When it comes to evaluating your sales and marketing processes, there are a handful of metrics that can sum up the entirety of your performance. These deal with either total top-line revenue or the profitability of new deals. And while they’re supremely important, they’re also somewhat opaque. They cover a wide range of related activities and events, but until you become more granular, you won’t have the insight needed to move the needle on the high-level metrics.

So, what metrics should you look at in addition to the overall success metrics? Here are 10 sometimes forgotten metrics that can help put sales performance into context, provide ideas for improvement, and sound the alarm on potential problems before it's too late.

1. Quota Attainment Average

Not only is this metric a measurement of your reps’ success in a given period, but it’s also a measurement of sales management’s effectiveness in forecasting and establishing goals. Did everyone make their goal? That could be great — or it could mean you need to establish more challenging quotas. 

Did almost no one make their goals? You may be too ambitious in your sales objectives. Use this percentage in conjunction with other sales performance indicators to determine whether your quota setting process needs fixing, or if your reps simply had a great or awful quarter.

2. Average New Deal Size

Deal size indicates whether your sales reps are closing the right size customers for your business objectives. It also indicates how well they’re up-selling and cross-selling those customers in the initial deal. Conversely, it can also indicate how much discount they’re applying to their deals. A quarter in which deal numbers increase but average new deal size falls is a warning sign that suggests you should pay attention to coaching and training to protect margin and to use tools like CPQ to find the right up-selling opportunities.

3. Average Quote Size

While it serves to illustrate the volume of business your reps are working on, the total value of your quotes can be even more informative when taken in relation to average deal size. For example, if your average quote size is close to average deal size for a period, you can confidently assume that sales reps are delivering quotes that are on target for what customers want with discounts that customers are satisfied with, and they’re doing it early in the quote process. 

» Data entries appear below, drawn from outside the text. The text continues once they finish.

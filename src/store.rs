use std::fs;
use std::io::{ErrorKind, Write};
use std::path::{Path, PathBuf};

use serde::Serialize;
use serde::de::DeserializeOwned;
use tempfile::NamedTempFile;
use tracing::{debug, warn};

use crate::error::{Error, Result};
use crate::ratelimit::RateLimitSnapshot;
use crate::types::{BridgeConfig, MobileDevice, Weather, ZoneInfo, ZoneStates};

pub const CONFIG_FILE: &str = "config.json";
pub const ZONES_FILE: &str = "zones.json";
pub const ZONES_INFO_FILE: &str = "zones_info.json";
pub const RATELIMIT_FILE: &str = "ratelimit.json";
pub const WEATHER_FILE: &str = "weather.json";
pub const MOBILE_DEVICES_FILE: &str = "mobile_devices.json";

/// File-backed document store. One JSON document per file, replaced
/// atomically on write: the document is serialized to a temp file in the same
/// directory and renamed over the target, so a crash mid-write never leaves a
/// truncated document behind.
pub struct DataStore {
    dir: PathBuf,
}

impl DataStore {
    pub fn new(dir: impl Into<PathBuf>) -> Self {
        Self { dir: dir.into() }
    }

    pub fn dir(&self) -> &Path {
        &self.dir
    }

    fn path(&self, name: &str) -> PathBuf {
        self.dir.join(name)
    }

    pub fn write<T: Serialize>(&self, name: &str, value: &T) -> Result<()> {
        fs::create_dir_all(&self.dir)?;
        let mut tmp = NamedTempFile::new_in(&self.dir)?;
        serde_json::to_writer_pretty(&mut tmp, value)?;
        tmp.flush()?;
        tmp.persist(self.path(name))
            .map_err(|e| Error::Io(e.error))?;
        debug!(file = name, "document saved");
        Ok(())
    }

    /// Read a document, treating a missing or unparseable file as "no data
    /// yet". Corruption is logged but never surfaced as an error; the next
    /// sync cycle rewrites the document in full.
    pub fn read<T: DeserializeOwned>(&self, name: &str) -> Option<T> {
        let raw = match fs::read_to_string(self.path(name)) {
            Ok(raw) => raw,
            Err(e) if e.kind() == ErrorKind::NotFound => {
                debug!(file = name, "document not found");
                return None;
            }
            Err(e) => {
                warn!(file = name, error = %e, "failed to read document");
                return None;
            }
        };
        match serde_json::from_str(&raw) {
            Ok(value) => Some(value),
            Err(e) => {
                warn!(file = name, error = %e, "invalid JSON in document");
                None
            }
        }
    }

    pub fn load_config(&self) -> BridgeConfig {
        self.read(CONFIG_FILE).unwrap_or_default()
    }

    pub fn save_config(&self, config: &BridgeConfig) -> Result<()> {
        self.write(CONFIG_FILE, config)
    }

    pub fn load_zone_states(&self) -> Option<ZoneStates> {
        self.read(ZONES_FILE)
    }

    pub fn load_zones_info(&self) -> Option<Vec<ZoneInfo>> {
        self.read(ZONES_INFO_FILE)
    }

    pub fn load_weather(&self) -> Option<Weather> {
        self.read(WEATHER_FILE)
    }

    pub fn load_mobile_devices(&self) -> Option<Vec<MobileDevice>> {
        self.read(MOBILE_DEVICES_FILE)
    }

    pub fn load_ratelimit(&self) -> Option<RateLimitSnapshot> {
        self.read(RATELIMIT_FILE)
    }

    pub fn save_ratelimit(&self, snapshot: &RateLimitSnapshot) -> Result<()> {
        self.write(RATELIMIT_FILE, snapshot)
    }
}

#[cfg(test)]
mod tests {
    use super::*;
    use serde_json::json;

    fn store() -> (tempfile::TempDir, DataStore) {
        let dir = tempfile::tempdir().unwrap();
        let store = DataStore::new(dir.path());
        (dir, store)
    }

    #[test]
    fn write_then_read_round_trips() {
        let (_dir, store) = store();
        let config = BridgeConfig {
            home_id: Some("12345".into()),
            refresh_token: Some("rt-1".into()),
        };
        store.save_config(&config).unwrap();

        let loaded = store.load_config();
        assert_eq!(loaded.home_id.as_deref(), Some("12345"));
        assert_eq!(loaded.refresh_token.as_deref(), Some("rt-1"));
    }

    #[test]
    fn missing_document_reads_as_none() {
        let (_dir, store) = store();
        assert!(store.load_weather().is_none());
        assert!(store.load_zone_states().is_none());
    }

    #[test]
    fn corrupt_document_reads_as_none() {
        let (_dir, store) = store();
        fs::create_dir_all(store.dir()).unwrap();
        fs::write(store.dir().join(WEATHER_FILE), "{\"outsideTemp").unwrap();
        assert!(store.load_weather().is_none());
    }

    #[test]
    fn write_replaces_document_in_full() {
        let (_dir, store) = store();
        store
            .write(WEATHER_FILE, &json!({"outsideTemperature": {"celsius": 4.0}}))
            .unwrap();
        store
            .write(WEATHER_FILE, &json!({"solarIntensity": {"percentage": 55.0}}))
            .unwrap();

        let weather = store.load_weather().unwrap();
        assert!(weather.outside_temperature.is_none());
        assert_eq!(
            weather.solar_intensity.and_then(|s| s.percentage),
            Some(55.0)
        );
    }

    #[test]
    fn stray_temp_file_does_not_disturb_committed_document() {
        // Simulates a crash between temp-file creation and rename: the
        // committed target must stay readable.
        let (_dir, store) = store();
        let config = BridgeConfig {
            home_id: Some("12345".into()),
            refresh_token: Some("rt-1".into()),
        };
        store.save_config(&config).unwrap();

        fs::write(store.dir().join(".tmpAbC123"), "{\"home_id\": \"trunc").unwrap();

        let loaded = store.load_config();
        assert_eq!(loaded.home_id.as_deref(), Some("12345"));
        assert_eq!(loaded.refresh_token.as_deref(), Some("rt-1"));
    }
}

If average quote size is significantly larger than average deal size, your reps are probably creating multiple quotes per deal, missing customer expectations and dragging out the sales cycle, which damages the long-term prospects for repeat deals with that customer.

4. Lead Response Time

Following up on a digitally-generated lead quickly can dramatically boost conversion rates. Various sources have reported this phenomena. And while the numbers vary wildly throughout the reports, they all show that a follow-up in the first hour after generation. Even with leads sourced from traditional sources, with longer response time, a rapid response is vital to ensure the highest chance of conversion once a lead has been scored as ready for sales’ attention. 

Lead response time allows you to track this number and to understand the productivity of sales and marketing. Is sales jumping on hot leads immediately, or is a backlog developing that’s driving up lead response times? If that number is inching up, it may suggest a sales productivity problem, or it may be the result of marketing passing too many leads for sales to handle (which may indicate a decline in lead quality).

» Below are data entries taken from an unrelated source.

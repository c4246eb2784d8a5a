use std::fmt;

#[derive(Debug)]
pub enum Error {
    /// No usable refresh token. Requires running the device-authorization
    /// flow again; nothing in this crate recovers from this automatically.
    Unauthenticated,
    /// The vendor returned 429. The poll scheduler slows down in response;
    /// there is no in-cycle retry.
    RateLimited,
    Http { status: u16, message: String },
    Transport(reqwest::Error),
    Json(serde_json::Error),
    Io(std::io::Error),
    NotConfigured(&'static str),
}

impl fmt::Display for Error {
    fn fmt(&self, f: &mut fmt::Formatter<'_>) -> fmt::Result {
        match self {
            Error::Unauthenticated => write!(f, "not authenticated (no valid refresh token)"),
            Error::RateLimited => write!(f, "rate limit exceeded"),
            Error::Http { status, message } => write!(f, "http {status}: {message}"),
            Error::Transport(e) => write!(f, "transport error: {e}"),
            Error::Json(e) => write!(f, "json error: {e}"),
            Error::Io(e) => write!(f, "IO error: {e}"),
            Error::NotConfigured(what) => write!(f, "not configured: {what}"),
        }
    }
}

impl std::error::Error for Error {
    fn source(&self) -> Option<&(dyn std::error::Error + 'static)> {
        match self {
            Error::Transport(e) => Some(e),
            Error::Json(e) => Some(e),
            Error::Io(e) => Some(e),
            _ => None,
        }
    }
}

impl From<reqwest::Error> for Error {
    fn from(e: reqwest::Error) -> Self {
        Error::Transport(e)
    }
}

impl From<serde_json::Error> for Error {
    fn from(e: serde_json::Error) -> Self {
        Error::Json(e)
    }
}

impl From<std::io::Error> for Error {
    fn from(e: std::io::Error) -> Self {
        Error::Io(e)
    }
}

pub type Result<T> = std::result::Result<T, Error>;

5. Meetings Booked vs. Deals Closed

The time devoted to customer meetings can be considerable. A study by the Ovation Group found that securing a meeting took an average of 6.25 hours, which means just scheduling three meetings a week takes up about 19 hours or nearly half a week. That doesn’t include the time spent in the meetings themselves. Time is a rare commodity, so it’s vital to maximize the number of meetings that pay off in deals. This metric helps you understand not just the raw numbers of deals and meetings but also sheds light on how salespeople are spending their time, and how effective individual sales people are when they’re in front of the customer.

6. Marketing Collateral Usage Rate

The measurement of collateral usage is becoming a science unto itself, but on a basic level it’s important to understand how sales is using it — or even if sales is using it. If the collateral is getting utilized very few times by sales, it’s time to investigate whether the material is useful, whether your sales enablement solution is allowing sales reps to find what they need efficiently, or whether sales has simply gotten out of the practice of leveraging your marketing content. 

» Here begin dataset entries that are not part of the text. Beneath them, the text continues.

use std::sync::Arc;

use chrono::Utc;
use tracing::{debug, info, warn};

use crate::client::TadoBridge;
use crate::error::{Error, Result};
use crate::ratelimit::RateLimitStatus;
use crate::store::{MOBILE_DEVICES_FILE, WEATHER_FILE, ZONES_FILE, ZONES_INFO_FILE};

#[derive(Debug, Clone, Copy, PartialEq, Eq)]
pub enum SyncMode {
    /// Fetch only the fast-changing documents: zone states and weather.
    Quick,
    /// Additionally refresh zone metadata and mobile devices.
    Full,
}

impl SyncMode {
    pub fn as_str(&self) -> &'static str {
        match self {
            SyncMode::Quick => "quick",
            SyncMode::Full => "full",
        }
    }
}

/// Runs one sync cycle against the vendor API and commits the results to the
/// document store. The engine is the sole writer of the cached documents.
pub struct SyncEngine {
    bridge: Arc<TadoBridge>,
}

impl SyncEngine {
    pub fn new(bridge: Arc<TadoBridge>) -> Self {
        Self { bridge }
    }

    pub fn bridge(&self) -> &Arc<TadoBridge> {
        &self.bridge
    }

    /// Run one cycle. Whatever happens to the data fetches, a rate-limit
    /// snapshot is written before returning so scheduling and status
    /// reporting never run on stale-forever data.
    pub async fn run_cycle(&self, mode: SyncMode) -> Result<()> {
        info!(mode = mode.as_str(), "starting sync cycle");
        let outcome = self.fetch_documents(mode).await;

        let (status, error) = match &outcome {
            Ok(()) => (RateLimitStatus::Ok, None),
            Err(Error::RateLimited) => {
                (RateLimitStatus::RateLimited, Some("rate_limited".to_string()))
            }
            Err(e) => (RateLimitStatus::Error, Some(e.to_string())),
        };

        let store = self.bridge.store();
        let prev = store.load_ratelimit();
        let snapshot = self
            .bridge
            .ratelimit()
            .snapshot(prev.as_ref(), status, error, Utc::now());
        if let Err(e) = store.save_ratelimit(&snapshot) {
            warn!(error = %e, "failed to save rate limit snapshot");
        }

        match &outcome {
            Ok(()) => info!(mode = mode.as_str(), "sync cycle complete"),
            Err(e) => warn!(mode = mode.as_str(), error = %e, "sync cycle failed"),
        }
        outcome
    }

    /// The vendor snapshot is authoritative: every fetched document replaces
    /// the cached one in full, immediately, so a failure later in the cycle
    /// does not throw away data already fetched. The first error aborts the
    /// remaining calls; the next scheduled cycle is the retry.
    async fn fetch_documents(&self, mode: SyncMode) -> Result<()> {
        let store = self.bridge.store();

        let zone_states = self.bridge.zone_states().await?;
        store.write(ZONES_FILE, &zone_states)?;
        debug!(zones = zone_states.zone_states.len(), "zone states saved");

        let weather = self.bridge.weather().await?;
        store.write(WEATHER_FILE, &weather)?;
        debug!("weather saved");

        if mode == SyncMode::Full {
            let zones_info = self.bridge.zones().await?;
            store.write(ZONES_INFO_FILE, &zones_info)?;
            debug!(zones = zones_info.len(), "zone metadata saved");

            let mobile_devices = self.bridge.mobile_devices().await?;
            store.write(MOBILE_DEVICES_FILE, &mobile_devices)?;
            debug!(devices = mobile_devices.len(), "mobile devices saved");
        }

        Ok(())
    }
}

Conversely, if the number is particularly high, it could indicate that your enablement system makes it hard for sales reps to find what they need and so they’re firing salvos of content — which may or may not be appropriate for the customer — in order to satisfy customer requests for information. In either event, this metric serves as a check of your sales enablement effectiveness and could lead to either a revamped enablement structure or the creation of content that’s more germane to what your customers are asking for.

7. Opportunity Win Rate

A straightforward measurement of your sales team’s ability to best its competition, opportunity win rate really examines two things: your sales team’s selling abilities, and your product’s competitiveness in the market. Examining this number in conjunction with other metrics can reveal why your win rate might be lower than expected. Conversely, a higher than expected win rate combined with a lower than expected number of meetings or leads handled in the same period might suggest that sales reps are spending more time per deal than they should be spending and there’s a need to increase coaching or add sales tools to increase productivity.

8. Open Opportunities (By Rep and in Total)

The number of opportunities open at any one time is something of a “Goldilocks number” — too few is bad, too many is bad. Ideally, reps are working a number that is “just right” for the market they’re working. 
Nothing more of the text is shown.